Dengan menggunakan metrik
Hofstede, para peneliti telah menemukan hubungan penting antara budaya nasional
dan indikator-indikator penting demografis, geografis, ekonomi dan politik dari
suatu masyarkat. Metrik ini telah diterima dan diterapkan secara luas baik di
tingkat negara dan individu dalam pembelajaran lintas budaya. Namun
demikian, tidak seperti riset konsumen pada umumnya dimana suatu metrik
diterapkan pada seorang individu untuk mengukur secara akurat perbedaan
individu tersebut dari individu-individu lainnya, metrik Hofstede telah
dipergunakan sedemikian rupa sehingga para individu ditempatkan secara setara
dalam indeks budaya nasional Hofstede berdasarkan identitas nasional mereka.

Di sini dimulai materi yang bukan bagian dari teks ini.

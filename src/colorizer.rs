//! The public colorizing surface.
//!
//! A [`Colorizer`] owns an immutable [`Palette`] and turns hex colors or
//! palette indices plus an optional style into escape sequences. It holds no
//! mutable state and can be shared across threads freely.
//!
//! # Examples
//!
//! ```
//! use ansi_rgb::Colorizer;
//!
//! let colorizer = Colorizer::new();
//!
//! assert_eq!(colorizer.quantize("#ff8700").unwrap(), 208);
//! assert_eq!(
//!     colorizer.color_by_index(1, Some(2), Some("bold")),
//!     "\x1b[0m\x1b[1m\x1b[48;5;2m\x1b[38;5;1m"
//! );
//!
//! let warning = colorizer.color_by_rgb("#FFFF55", Some("#000088"), None::<&str>).unwrap();
//! print!("{warning}careful{}", colorizer.reset());
//! ```

use crate::color::{ColorError, Rgb};
use crate::escape;
use crate::palette::{PALETTE_SIZE, Palette};
use crate::presets::Preset;
use crate::quantize::{self, MatchPolicy};
use crate::style::{Attributes, StyleArg};

/// Highest index of the 256-color space.
const MAX_INDEX: u32 = 255;

/// Builder for [`Colorizer`].
#[derive(Debug, Clone, Copy, PartialEq, Eq)]
pub struct ColorizerBuilder {
    match_policy: MatchPolicy,
    reset_prefix: bool,
}

impl Default for ColorizerBuilder {
    fn default() -> Self {
        Self {
            match_policy: MatchPolicy::default(),
            reset_prefix: true,
        }
    }
}

impl ColorizerBuilder {
    /// Create a builder with default settings.
    #[must_use]
    pub fn new() -> Self {
        Self::default()
    }

    /// How quantized colors resolve to indices.
    #[must_use]
    pub fn match_policy(mut self, policy: MatchPolicy) -> Self {
        self.match_policy = policy;
        self
    }

    /// Whether color sequences start with a reset. Enabled by default.
    #[must_use]
    pub fn reset_prefix(mut self, enabled: bool) -> Self {
        self.reset_prefix = enabled;
        self
    }

    /// Build the colorizer, constructing its palette.
    #[must_use]
    pub fn build(self) -> Colorizer {
        Colorizer {
            palette: Palette::new(),
            match_policy: self.match_policy,
            reset_prefix: self.reset_prefix,
        }
    }
}

/// Converts colors to terminal escape sequences using the indexed palette.
#[derive(Debug, Clone, PartialEq, Eq)]
pub struct Colorizer {
    palette: Palette,
    match_policy: MatchPolicy,
    reset_prefix: bool,
}

impl Default for Colorizer {
    fn default() -> Self {
        Self::new()
    }
}

impl Colorizer {
    /// Create a colorizer with default settings.
    #[must_use]
    pub fn new() -> Self {
        ColorizerBuilder::default().build()
    }

    /// Start configuring a colorizer.
    #[must_use]
    pub fn builder() -> ColorizerBuilder {
        ColorizerBuilder::default()
    }

    /// The palette colors are matched against.
    #[must_use]
    pub const fn palette(&self) -> &Palette {
        &self.palette
    }

    /// How quantized colors resolve to indices.
    #[must_use]
    pub const fn match_policy(&self) -> MatchPolicy {
        self.match_policy
    }

    /// Number of palette entries (232).
    #[must_use]
    pub const fn palette_size(&self) -> usize {
        PALETTE_SIZE
    }

    /// `ESC[0m`.
    #[must_use]
    pub fn reset(&self) -> &'static str {
        escape::RESET
    }

    /// Style sequence, or `""` when the style is unrecognized.
    #[must_use]
    pub fn style<'a>(&self, style: impl Into<StyleArg<'a>>) -> String {
        escape::style(style.into().resolve())
    }

    /// One style sequence per attribute in `attrs`.
    #[must_use]
    pub fn styles(&self, attrs: Attributes) -> String {
        escape::attributes(attrs)
    }

    /// The cube color nearest to `hex`.
    ///
    /// # Errors
    ///
    /// [`ColorError::InvalidColorFormat`] if `hex` is not a 6-digit hex color.
    pub fn closest_rgb(&self, hex: &str) -> Result<Rgb, ColorError> {
        Ok(quantize::snap_to_cube(Rgb::parse(hex)?))
    }

    /// Palette index nearest to `hex`.
    ///
    /// Every well-formed input resolves; see [`MatchPolicy`] for which index
    /// is chosen when a basic color and a cube entry coincide.
    ///
    /// # Errors
    ///
    /// [`ColorError::InvalidColorFormat`] if `hex` is not a 6-digit hex color.
    pub fn quantize(&self, hex: &str) -> Result<u8, ColorError> {
        Ok(self.quantize_rgb(Rgb::parse(hex)?))
    }

    /// Palette index nearest to `rgb`.
    #[must_use]
    pub fn quantize_rgb(&self, rgb: Rgb) -> u8 {
        quantize::nearest_index(&self.palette, rgb, self.match_policy)
    }

    /// RGB value of a palette index.
    ///
    /// # Errors
    ///
    /// - [`ColorError::IndexOutOfRange`] for indices above 255.
    /// - [`ColorError::UnmappedIndex`] for the grayscale ramp (232-255).
    pub fn ansi_to_rgb(&self, index: u32) -> Result<Rgb, ColorError> {
        if index > MAX_INDEX {
            return Err(ColorError::IndexOutOfRange(index));
        }
        u8::try_from(index)
            .ok()
            .and_then(|i| self.palette.rgb_of(i))
            .ok_or(ColorError::UnmappedIndex(index))
    }

    /// Color sequences only (no reset or style) for hex colors.
    ///
    /// # Errors
    ///
    /// Propagates [`ColorError::InvalidColorFormat`] from either color.
    pub fn rgb_to_ansi(&self, fg: &str, bg: Option<&str>) -> Result<String, ColorError> {
        let fg = self.quantize(fg)?;
        let bg = bg.map(|bg| self.quantize(bg)).transpose()?;
        Ok(escape::colors(fg, bg))
    }

    /// Reset, style, background, then foreground.
    #[must_use]
    pub fn color_by_index<'a, S>(&self, fg: u8, bg: Option<u8>, style: Option<S>) -> String
    where
        S: Into<StyleArg<'a>>,
    {
        let mut out = String::with_capacity(32);
        if self.reset_prefix {
            out.push_str(escape::RESET);
        }
        if let Some(style) = style {
            out.push_str(&self.style(style));
        }
        out.push_str(&escape::colors(fg, bg));
        out
    }

    /// Quantize `fg` and `bg`, then behave like [`Self::color_by_index`].
    ///
    /// # Errors
    ///
    /// Propagates [`ColorError::InvalidColorFormat`] from either color.
    pub fn color_by_rgb<'a, S>(
        &self,
        fg: &str,
        bg: Option<&str>,
        style: Option<S>,
    ) -> Result<String, ColorError>
    where
        S: Into<StyleArg<'a>>,
    {
        let fg = self.quantize(fg)?;
        let bg = bg.map(|bg| self.quantize(bg)).transpose()?;
        Ok(self.color_by_index(fg, bg, style))
    }

    /// Sequence for a predefined color.
    #[must_use]
    pub fn preset(&self, preset: Preset) -> String {
        self.color_by_index(self.quantize_rgb(preset.rgb()), None, preset.style())
    }
}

Sebagai contoh, Aaker dan Lee (2001) memperlakukan semua orang Cina sebagai
kolektivis dan semua orang Amerika sebagai individualis. Dawar dan Parker
(1994) mengelompokkan para partisipan dalam penelitian mereka berdasarkan
identitas nasional dan memberikan indeks nasional Hofstede terhadap mereka
untuk menguji efek budaya terhadap tingkah laku konsumen (Yoo dkk, 2011).
Tradisi ini sangat
dapat diterima apabila bagian dari analisa adalah negara (atau budaya yang
dipergunakan sebagai variabel kontekstual), tetapi hal tersebut menjadi tidak
sesuai bila dipergunakan dalam suatu kajian yang menguji efek dari orientasi
budaya seorang individu. Dengan mengukur orientasi budaya individu dan tidak
menyamaratakannya dengan budaya nasional, para peneliti dapat menghindari
kekeliruan ekologi yang muncul ketika hubungan ekologi dan tingkat negara
diinterpretasikan seakan-akan hal tersebut dapat diterapkan kepada individu (Yoo dkk, 2011).
Terdapat
banyak keragaman budaya diantara anggota masyarakat di berbagai negara.
Mengingat heterogenitas dan mobilitas dari penduduk suatu negara saat ini dan channel komunikasi dunia luas, membuat
penentuan skor budaya tingkat negara kepada setiap anggota masyarakat menjadi
kurang begitu bermakna. Skala ini akan memberi keuntungan pada para pakar dan
praktisi bisnis yang bersinggungan dengan konsumen individu lintas budaya.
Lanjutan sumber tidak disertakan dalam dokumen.